=== Begin Enclosure ===

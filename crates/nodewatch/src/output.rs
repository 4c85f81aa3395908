//! Output formatting: table, JSON, YAML, plain.
//!
//! Renders data in the format selected by `--output`. Table uses `tabled`,
//! structured formats use serde, plain emits one identifier per line.

use std::io::{self, IsTerminal, Write};

use owo_colors::OwoColorize;
use tabled::{Table, Tabled, settings::Style};

use nodewatch_core::NodeStatus;

use crate::cli::{ColorMode, OutputFormat};

// ── Color helpers ────────────────────────────────────────────────────

/// Determine whether color output should be enabled.
pub fn should_color(mode: ColorMode) -> bool {
    match mode {
        ColorMode::Always => true,
        ColorMode::Never => false,
        ColorMode::Auto => io::stdout().is_terminal() && std::env::var("NO_COLOR").is_err(),
    }
}

/// Applies the palette when color is on, passes text through otherwise.
#[derive(Debug, Clone, Copy)]
pub struct Painter {
    enabled: bool,
}

impl Painter {
    pub fn new(mode: ColorMode) -> Self {
        Self {
            enabled: should_color(mode),
        }
    }

    /// Status name with a colored dot.
    pub fn status(self, status: NodeStatus) -> String {
        let label = status.to_string();
        if !self.enabled {
            return label;
        }
        let dot = if status.is_healthy() {
            "●".green().to_string()
        } else if status.is_degraded() {
            "●".yellow().to_string()
        } else if status.is_offline() {
            "●".red().to_string()
        } else {
            "●".dimmed().to_string()
        };
        format!("{dot} {label}")
    }

    pub fn heading(self, text: &str) -> String {
        if self.enabled {
            text.bold().to_string()
        } else {
            text.to_owned()
        }
    }

    pub fn dim(self, text: &str) -> String {
        if self.enabled {
            text.dimmed().to_string()
        } else {
            text.to_owned()
        }
    }

    pub fn error(self, text: &str) -> String {
        if self.enabled {
            text.red().to_string()
        } else {
            text.to_owned()
        }
    }
}

// ── Render dispatchers ───────────────────────────────────────────────

/// Render a list of serde-serializable + tabled items in the chosen format.
///
/// - `table`: uses the `Tabled` derive to build a pretty table
/// - `json` / `json-compact`: serializes the original data via serde
/// - `yaml`: serializes via serde_yaml
/// - `plain`: calls `id_fn` on each item to emit one identifier per line
pub fn render_list<T, R>(
    format: OutputFormat,
    data: &[T],
    to_row: impl Fn(&T) -> R,
    id_fn: impl Fn(&T) -> String,
) -> String
where
    T: serde::Serialize,
    R: Tabled,
{
    match format {
        OutputFormat::Table => {
            let rows: Vec<R> = data.iter().map(to_row).collect();
            render_table(&rows)
        }
        OutputFormat::Json => render_json(data, false),
        OutputFormat::JsonCompact => render_json(data, true),
        OutputFormat::Yaml => render_yaml(data),
        OutputFormat::Plain => data.iter().map(&id_fn).collect::<Vec<_>>().join("\n"),
    }
}

/// Render a single serde-serializable item in the chosen format.
///
/// Table rendering uses a custom `detail_fn` that returns a pre-formatted
/// string, since single-item detail views don't use `Tabled` derive.
pub fn render_single<T>(
    format: OutputFormat,
    data: &T,
    detail_fn: impl Fn(&T) -> String,
    id_fn: impl Fn(&T) -> String,
) -> String
where
    T: serde::Serialize,
{
    match format {
        OutputFormat::Table => detail_fn(data),
        OutputFormat::Json => render_json(data, false),
        OutputFormat::JsonCompact => render_json(data, true),
        OutputFormat::Yaml => render_yaml(data),
        OutputFormat::Plain => id_fn(data),
    }
}

/// Print the rendered output to stdout, respecting quiet mode.
pub fn print_output(output: &str, quiet: bool) {
    if quiet || output.is_empty() {
        return;
    }
    let mut stdout = io::stdout().lock();
    let _ = writeln!(stdout, "{output}");
}

// ── Format-specific renderers ────────────────────────────────────────

fn render_table<R: Tabled>(rows: &[R]) -> String {
    Table::new(rows).with(Style::rounded()).to_string()
}

fn render_json<T: serde::Serialize + ?Sized>(data: &T, compact: bool) -> String {
    let rendered = if compact {
        serde_json::to_string(data)
    } else {
        serde_json::to_string_pretty(data)
    };
    rendered.unwrap_or_else(|e| format!("{{\"error\": \"serialization failed: {e}\"}}"))
}

fn render_yaml<T: serde::Serialize + ?Sized>(data: &T) -> String {
    serde_yaml::to_string(data).unwrap_or_else(|e| format!("error: serialization failed: {e}"))
}

#[cfg(test)]
mod tests {
    use serde::Serialize;

    use super::*;

    #[derive(Serialize)]
    struct Item {
        key: &'static str,
        n: u32,
    }

    #[derive(Tabled)]
    struct ItemRow {
        #[tabled(rename = "Key")]
        key: String,
    }

    fn items() -> Vec<Item> {
        vec![Item { key: "a", n: 1 }, Item { key: "b", n: 2 }]
    }

    #[test]
    fn plain_lists_one_id_per_line() {
        let out = render_list(
            OutputFormat::Plain,
            &items(),
            |i| ItemRow { key: i.key.into() },
            |i| i.key.to_owned(),
        );
        assert_eq!(out, "a\nb");
    }

    #[test]
    fn compact_json_is_single_line() {
        let out = render_list(
            OutputFormat::JsonCompact,
            &items(),
            |i| ItemRow { key: i.key.into() },
            |i| i.key.to_owned(),
        );
        assert_eq!(out, r#"[{"key":"a","n":1},{"key":"b","n":2}]"#);
    }

    #[test]
    fn table_has_header() {
        let out = render_list(
            OutputFormat::Table,
            &items(),
            |i| ItemRow { key: i.key.into() },
            |i| i.key.to_owned(),
        );
        assert!(out.contains("Key"));
        assert!(out.contains('b'));
    }

    #[test]
    fn painter_without_color_is_plain_text() {
        let painter = Painter::new(ColorMode::Never);
        assert_eq!(painter.status(NodeStatus::Online), "online");
        assert_eq!(painter.heading("Nodes"), "Nodes");
    }
}
//! Node command handlers: list, get, watch.

use std::io::{self, IsTerminal, Write};
use std::time::Duration;

use chrono::{DateTime, Utc};
use indicatif::{ProgressBar, ProgressStyle};
use tabled::Tabled;
use tokio_util::sync::CancellationToken;
use tracing::debug;

use nodewatch_config::Network;
use nodewatch_core::{
    ClientConfig, NodeFetcher, NodeQuery, NodeRecord, QueryUpdate, RefreshOutcome,
    RegistrySnapshot, RegistryStore, lookup_node,
};

use super::Context;
use crate::cli::{NodeListArgs, NodesArgs, NodesCommand, OutputFormat, WatchArgs};
use crate::config;
use crate::error::CliError;
use crate::fmt;
use crate::output::{self, Painter};

// ── Table row ───────────────────────────────────────────────────────

#[derive(Tabled)]
struct NodeRow {
    #[tabled(rename = "Pubkey")]
    pubkey: String,
    #[tabled(rename = "Status")]
    status: String,
    #[tabled(rename = "Address")]
    address: String,
    #[tabled(rename = "Storage")]
    storage: String,
    #[tabled(rename = "Uptime")]
    uptime: String,
    #[tabled(rename = "Latency")]
    latency: String,
    #[tabled(rename = "Credits")]
    credits: String,
    #[tabled(rename = "Version")]
    version: String,
    #[tabled(rename = "Last Seen")]
    last_seen: String,
}

impl NodeRow {
    fn new(r: &NodeRecord, network: Network, now: DateTime<Utc>) -> Self {
        let t = &r.telemetry;
        Self {
            pubkey: fmt::truncate_pubkey(&r.pubkey),
            status: r.status.to_string(),
            address: address_summary(r),
            storage: fmt::storage_usage(t.storage_used_bytes(), t.storage_capacity_bytes()),
            uptime: fmt::optional(t.uptime_percentage(), fmt::uptime),
            latency: fmt::optional(t.latency_ms(), fmt::latency),
            credits: fmt::optional(credits(r, network), |c| format!("{c:.0}")),
            version: t.version().unwrap_or("-").to_owned(),
            last_seen: fmt::last_seen(r.last_seen, now),
        }
    }
}

/// Primary address, with a count of the others.
fn address_summary(r: &NodeRecord) -> String {
    match r.addresses.as_slice() {
        [] => "-".into(),
        [only] => only.clone(),
        [first, rest @ ..] => format!("{first} (+{})", rest.len()),
    }
}

/// Credits for the configured network, falling back to the plain field.
fn credits(r: &NodeRecord, network: Network) -> Option<f64> {
    r.telemetry
        .number(&format!("{network}_credits"))
        .or_else(|| r.telemetry.credits())
}

fn detail(r: &NodeRecord, painter: Painter, network: Network, now: DateTime<Utc>) -> String {
    let t = &r.telemetry;
    let mut lines = vec![
        format!("Pubkey:    {}", r.pubkey),
        format!("Name:      {}", t.name().unwrap_or("-")),
        format!("Status:    {}", painter.status(r.status)),
        format!("Version:   {}", t.version().unwrap_or("-")),
        format!(
            "Storage:   {}",
            fmt::storage_usage(t.storage_used_bytes(), t.storage_capacity_bytes())
        ),
        format!("Uptime:    {}", fmt::optional(t.uptime_percentage(), fmt::uptime)),
        format!("Latency:   {}", fmt::optional(t.latency_ms(), fmt::latency)),
        format!(
            "Credits:   {}",
            fmt::optional(credits(r, network), |c| format!("{c:.0}"))
        ),
        format!(
            "Score:     {}",
            fmt::optional(t.performance_score(), |s| format!("{s:.2}"))
        ),
        format!("Last seen: {}", fmt::last_seen(r.last_seen, now)),
    ];

    if r.addresses.is_empty() {
        lines.push("Addresses: -".into());
    } else {
        lines.push("Addresses:".into());
        lines.extend(r.addresses.iter().map(|a| format!("  {a}")));
    }
    lines.join("\n")
}

// ── Query building ──────────────────────────────────────────────────

fn filter_update(args: &NodeListArgs) -> QueryUpdate {
    let update = QueryUpdate::new()
        .status(args.status)
        .sort(args.sort)
        .order(args.order)
        .include_offline(!args.exclude_offline);
    match args.limit {
        Some(limit) => update.limit(limit),
        None => update,
    }
}

/// The query a `list` or `watch` starts from: configured page size, the
/// requested filters, then the requested page.
fn list_query(client: &ClientConfig, args: &NodeListArgs) -> NodeQuery {
    let mut query = client.initial_query();
    filter_update(args).apply_to(&mut query);
    query.page = args.page;
    query
}

// ── Rendering ───────────────────────────────────────────────────────

fn render_records(snap: &RegistrySnapshot, ctx: &Context, now: DateTime<Utc>) -> String {
    let network = ctx.cfg.network;
    let mut out = output::render_list(
        ctx.output,
        &snap.records[..],
        |r| NodeRow::new(r, network, now),
        |r| r.pubkey.clone(),
    );
    if ctx.output == OutputFormat::Table {
        if let Some(footer) = footer(snap) {
            out.push('\n');
            out.push_str(&ctx.painter.dim(&footer));
        }
    }
    out
}

fn footer(snap: &RegistrySnapshot) -> Option<String> {
    let p = snap.pagination.as_ref()?;
    let mut footer = format!(
        "Page {} of {} · {} nodes",
        p.page,
        p.total_pages.max(1),
        p.total_items
    );
    if p.has_previous() {
        footer.push_str(&format!(" · prev: --page {}", p.page - 1));
    }
    if p.has_next() {
        footer.push_str(&format!(" · next: --page {}", p.page + 1));
    }
    Some(footer)
}

fn spinner(ctx: &Context) -> ProgressBar {
    if ctx.quiet || ctx.output != OutputFormat::Table {
        return ProgressBar::hidden();
    }
    let bar = ProgressBar::new_spinner();
    if let Ok(style) = ProgressStyle::with_template("{spinner} {msg}") {
        bar.set_style(style);
    }
    bar.set_message("Fetching nodes...");
    bar.enable_steady_tick(Duration::from_millis(100));
    bar
}

// ── Handlers ────────────────────────────────────────────────────────

pub async fn handle(args: NodesArgs, ctx: &Context) -> Result<(), CliError> {
    match args.command {
        NodesCommand::List(list) => list_nodes(&list, ctx).await,
        NodesCommand::Get { pubkey } => get_node(&pubkey, ctx).await,
        NodesCommand::Watch(watch) => watch_nodes(&watch, ctx).await,
    }
}

async fn list_nodes(args: &NodeListArgs, ctx: &Context) -> Result<(), CliError> {
    let client_cfg = config::client_config(&ctx.cfg, None)?;
    let store = RegistryStore::with_query(client_cfg.build_client()?, list_query(&client_cfg, args));

    let bar = spinner(ctx);
    let outcome = store.fetch().await;
    bar.finish_and_clear();

    match outcome {
        RefreshOutcome::Published => {}
        RefreshOutcome::Failed(err) => return Err(err.into()),
        // Nothing else issues fetches on this store.
        RefreshOutcome::Superseded => debug!("list fetch superseded"),
    }

    let out = render_records(&store.snapshot(), ctx, Utc::now());
    output::print_output(&out, ctx.quiet);
    Ok(())
}

async fn get_node(pubkey: &str, ctx: &Context) -> Result<(), CliError> {
    let client = config::client_config(&ctx.cfg, None)?.build_client()?;
    let record = lookup_node(&client, pubkey).await?;

    let now = Utc::now();
    let network = ctx.cfg.network;
    let out = output::render_single(
        ctx.output,
        &record,
        |r| detail(r, ctx.painter, network, now),
        |r| r.pubkey.clone(),
    );
    output::print_output(&out, ctx.quiet);
    Ok(())
}

async fn watch_nodes(args: &WatchArgs, ctx: &Context) -> Result<(), CliError> {
    let client_cfg = config::client_config(&ctx.cfg, args.interval)?;
    let store = RegistryStore::with_query(
        client_cfg.build_client()?,
        list_query(&client_cfg, &args.list),
    );

    let first = store.fetch().await;

    let cancel = CancellationToken::new();
    let Some(refresher) = store.spawn_auto_refresh(client_cfg.refresh_interval, cancel) else {
        // No refresher will retry; a failed first fetch is the result
        if let RefreshOutcome::Failed(err) = first {
            return Err(err.into());
        }
        draw(&store.snapshot(), ctx);
        eprintln!(
            "{}",
            ctx.painter
                .dim("Auto-refresh is off; set auto_refresh = true or pass --interval.")
        );
        return Ok(());
    };

    draw(&store.snapshot(), ctx);
    watch_loop(&store, ctx).await;
    refresher.stop().await;
    Ok(())
}

/// Redraw on every settled snapshot until Ctrl-C.
async fn watch_loop<F: NodeFetcher>(store: &RegistryStore<F>, ctx: &Context) {
    let mut sub = store.subscribe();
    let ctrl_c = tokio::signal::ctrl_c();
    tokio::pin!(ctrl_c);

    loop {
        tokio::select! {
            _ = &mut ctrl_c => break,
            snap = sub.changed() => match snap {
                Some(snap) if snap.loading => {}
                Some(snap) => draw(&snap, ctx),
                None => break,
            },
        }
    }
    debug!("watch stopped");
}

fn draw(snap: &RegistrySnapshot, ctx: &Context) {
    if ctx.output == OutputFormat::Table && io::stdout().is_terminal() {
        let mut stdout = io::stdout().lock();
        let _ = write!(stdout, "\x1b[2J\x1b[H");
        let _ = stdout.flush();
    }

    if let Some(ref error) = snap.error {
        eprintln!("{}", ctx.painter.error(&format!("Error: {error}")));
        return;
    }

    let now = Utc::now();
    let mut out = render_records(snap, ctx, now);
    if ctx.output == OutputFormat::Table {
        if let Some(at) = snap.last_updated {
            out.push('\n');
            out.push_str(&ctx.painter.dim(&format!(
                "Updated {} · Ctrl-C to stop",
                fmt::relative_time(at, now)
            )));
        }
    }
    output::print_output(&out, ctx.quiet);
}

#[cfg(test)]
#[allow(clippy::unwrap_used)]
mod tests {
    use clap::Parser;
    use nodewatch_core::{NodeObservation, NodeStatus, Pagination, SortField};

    use super::*;
    use crate::cli::{Cli, Command};

    fn list_args(argv: &[&str]) -> NodeListArgs {
        let mut full = vec!["nodewatch", "nodes", "list"];
        full.extend_from_slice(argv);
        match Cli::try_parse_from(full).unwrap().command {
            Command::Nodes(NodesArgs {
                command: NodesCommand::List(list),
            }) => list,
            other => panic!("unexpected command: {other:?}"),
        }
    }

    fn client() -> ClientConfig {
        let mut cfg = ClientConfig::new("http://127.0.0.1:8000".parse().unwrap());
        cfg.page_limit = 25;
        cfg
    }

    #[test]
    fn list_query_keeps_requested_page_and_config_limit() {
        let query = list_query(
            &client(),
            &list_args(&["--page", "3", "--status", "online", "--sort", "uptime"]),
        );
        assert_eq!(query.page, 3);
        assert_eq!(query.limit, 25);
        assert_eq!(query.status, Some(NodeStatus::Online));
        assert_eq!(query.sort, Some(SortField::Uptime));
        assert!(query.include_offline);
    }

    #[test]
    fn limit_flag_and_exclude_offline_override_defaults() {
        let query = list_query(&client(), &list_args(&["-l", "10", "--exclude-offline"]));
        assert_eq!(query.page, 1);
        assert_eq!(query.limit, 10);
        assert!(!query.include_offline);
    }

    #[test]
    fn address_summary_counts_extra_addresses() {
        let mut record = NodeRecord::from(
            NodeObservation::new("A", NodeStatus::Online).with_address("1.1.1.1:9001"),
        );
        assert_eq!(address_summary(&record), "1.1.1.1:9001");
        record.addresses.push("2.2.2.2:9001".into());
        record.addresses.push("3.3.3.3:9001".into());
        assert_eq!(address_summary(&record), "1.1.1.1:9001 (+2)");
        record.addresses.clear();
        assert_eq!(address_summary(&record), "-");
    }

    #[test]
    fn credits_prefer_network_specific_field() {
        let record = NodeRecord::from(
            NodeObservation::new("A", NodeStatus::Online)
                .with_field("credits", 5)
                .with_field("devnet_credits", 12),
        );
        assert_eq!(credits(&record, Network::Devnet), Some(12.0));
        assert_eq!(credits(&record, Network::Mainnet), Some(5.0));
    }

    #[test]
    fn footer_points_at_neighbour_pages() {
        let mut snap = RegistrySnapshot {
            loading: false,
            error: None,
            last_updated: None,
            records: Vec::<NodeRecord>::new().into(),
            pagination: Some(Pagination {
                total_items: 120,
                total_pages: 3,
                page: 2,
                limit: 50,
            }),
            query: NodeQuery::default(),
        };
        assert_eq!(
            footer(&snap).unwrap(),
            "Page 2 of 3 · 120 nodes · prev: --page 1 · next: --page 3"
        );
        snap.pagination = Some(Pagination {
            page: 1,
            ..snap.pagination.unwrap()
        });
        assert_eq!(footer(&snap).unwrap(), "Page 1 of 3 · 120 nodes · next: --page 3");
        snap.pagination = None;
        assert!(footer(&snap).is_none());
    }

    #[test]
    fn detail_lists_every_address() {
        let mut record = NodeRecord::from(
            NodeObservation::new("A", NodeStatus::Offline)
                .with_address("1.1.1.1:9001")
                .with_field("version", "0.7.3"),
        );
        record.addresses.push("2.2.2.2:9001".into());
        let painter = Painter::new(crate::cli::ColorMode::Never);
        let out = detail(&record, painter, Network::Mainnet, Utc::now());
        assert!(out.contains("Status:    offline"));
        assert!(out.contains("Version:   0.7.3"));
        assert!(out.contains("  1.1.1.1:9001\n  2.2.2.2:9001"));
        assert!(out.contains("Last seen: never"));
    }
}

=== End Enclosure ===

### EXERCISE
Search the data for the string "serializes". List each line that has it.

### ANSWER SECTION
/// - `json` / `json-compact`: serializes the original data via serde
/// - `yaml`: serializes via serde_yaml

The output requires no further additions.